[Stored data]
####
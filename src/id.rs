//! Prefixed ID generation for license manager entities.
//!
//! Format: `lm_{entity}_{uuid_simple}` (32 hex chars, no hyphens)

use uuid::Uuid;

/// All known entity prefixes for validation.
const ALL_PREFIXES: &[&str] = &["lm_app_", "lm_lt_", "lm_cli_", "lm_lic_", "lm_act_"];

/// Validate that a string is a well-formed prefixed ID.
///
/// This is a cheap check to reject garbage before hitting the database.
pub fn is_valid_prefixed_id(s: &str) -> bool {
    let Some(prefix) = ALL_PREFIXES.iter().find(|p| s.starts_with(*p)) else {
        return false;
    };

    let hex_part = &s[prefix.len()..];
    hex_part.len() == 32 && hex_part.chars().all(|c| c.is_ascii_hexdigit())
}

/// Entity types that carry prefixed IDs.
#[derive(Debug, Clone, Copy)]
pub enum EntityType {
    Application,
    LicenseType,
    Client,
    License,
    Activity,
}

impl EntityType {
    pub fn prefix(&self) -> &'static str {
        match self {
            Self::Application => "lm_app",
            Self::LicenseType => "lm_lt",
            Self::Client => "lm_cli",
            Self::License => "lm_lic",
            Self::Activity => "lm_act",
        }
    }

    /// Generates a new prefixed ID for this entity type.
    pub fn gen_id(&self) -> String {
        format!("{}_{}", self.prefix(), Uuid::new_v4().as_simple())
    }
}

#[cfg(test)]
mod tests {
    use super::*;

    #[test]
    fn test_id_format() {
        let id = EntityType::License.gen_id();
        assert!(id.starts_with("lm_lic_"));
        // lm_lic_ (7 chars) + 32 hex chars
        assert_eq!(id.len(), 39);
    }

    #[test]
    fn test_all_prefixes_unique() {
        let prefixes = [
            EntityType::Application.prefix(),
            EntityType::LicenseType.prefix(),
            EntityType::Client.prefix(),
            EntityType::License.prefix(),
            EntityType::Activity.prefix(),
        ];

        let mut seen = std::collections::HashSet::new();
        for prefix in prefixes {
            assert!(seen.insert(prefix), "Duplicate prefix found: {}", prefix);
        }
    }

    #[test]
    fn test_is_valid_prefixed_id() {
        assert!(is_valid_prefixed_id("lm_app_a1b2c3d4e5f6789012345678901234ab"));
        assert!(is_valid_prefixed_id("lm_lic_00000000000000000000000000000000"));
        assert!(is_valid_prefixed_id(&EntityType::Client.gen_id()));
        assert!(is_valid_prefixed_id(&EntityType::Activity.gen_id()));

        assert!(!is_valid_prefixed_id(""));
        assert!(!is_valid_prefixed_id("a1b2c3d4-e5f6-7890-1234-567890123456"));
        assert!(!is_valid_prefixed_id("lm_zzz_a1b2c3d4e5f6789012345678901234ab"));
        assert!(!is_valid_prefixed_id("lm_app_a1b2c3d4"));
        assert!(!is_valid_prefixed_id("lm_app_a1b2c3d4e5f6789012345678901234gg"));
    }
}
####
» Work item
Could you copy out all of the records above exactly?

» The answer
filename src/id.rs
//! Prefixed ID generation for license manager entities.
//!
//! Format: `lm_{entity}_{uuid_simple}` (32 hex chars, no hyphens)

use uuid::Uuid;

/// All known entity prefixes for validation.
const ALL_PREFIXES: &[&str] = &["lm_app_", "lm_lt_", "lm_cli_", "lm_lic_", "lm_act_"];

/// Validate that a string is a well-formed prefixed ID.
///
/// This is a cheap check to reject garbage before hitting the database.
pub fn is_valid_prefixed_id(s: &str) -> bool {
    let Some(prefix) = ALL_PREFIXES.iter().find(|p| s.starts_with(*p)) else {
        return false;
    };

    let hex_part = &s[prefix.len()..];
    hex_part.len() == 32 && hex_part.chars().all(|c| c.is_ascii_hexdigit())
}

/// Entity types that carry prefixed IDs.
#[derive(Debug, Clone, Copy)]
pub enum EntityType {
    Application,
    LicenseType,
    Client,
    License,
    Activity,
}

impl EntityType {
    pub fn prefix(&self) -> &'static str {
        match self {
            Self::Application => "lm_app",
            Self::LicenseType => "lm_lt",
            Self::Client => "lm_cli",
            Self::License => "lm_lic",
            Self::Activity => "lm_act",
        }
    }

    /// Generates a new prefixed ID for this entity type.
    pub fn gen_id(&self) -> String {
        format!("{}_{}", self.prefix(), Uuid::new_v4().as_simple())
    }
}

#[cfg(test)]
mod tests {
    use super::*;

    #[test]
    fn test_id_format() {
        let id = EntityType::License.gen_id();
        assert!(id.starts_with("lm_lic_"));
        // lm_lic_ (7 chars) + 32 hex chars
        assert_eq!(id.len(), 39);
    }

    #[test]
    fn test_all_prefixes_unique() {
        let prefixes = [
            EntityType::Application.prefix(),
            EntityType::LicenseType.prefix(),
            EntityType::Client.prefix(),
            EntityType::License.prefix(),
            EntityType::Activity.prefix(),
        ];

        let mut seen = std::collections::HashSet::new();
        for prefix in prefixes {
            assert!(seen.insert(prefix), "Duplicate prefix found: {}", prefix);
        }
    }

    #[test]
    fn test_is_valid_prefixed_id() {
        assert!(is_valid_prefixed_id("lm_app_a1b2c3d4e5f6789012345678901234ab"));
        assert!(is_valid_prefixed_id("lm_lic_00000000000000000000000000000000"));
        assert!(is_valid_prefixed_id(&EntityType::Client.gen_id()));
        assert!(is_valid_prefixed_id(&EntityType::Activity.gen_id()));

        assert!(!is_valid_prefixed_id(""));
        assert!(!is_valid_prefixed_id("a1b2c3d4-e5f6-7890-1234-567890123456"));
        assert!(!is_valid_prefixed_id("lm_zzz_a1b2c3d4e5f6789012345678901234ab"));
        assert!(!is_valid_prefixed_id("lm_app_a1b2c3d4"));
        assert!(!is_valid_prefixed_id("lm_app_a1b2c3d4e5f6789012345678901234gg"));
    }
}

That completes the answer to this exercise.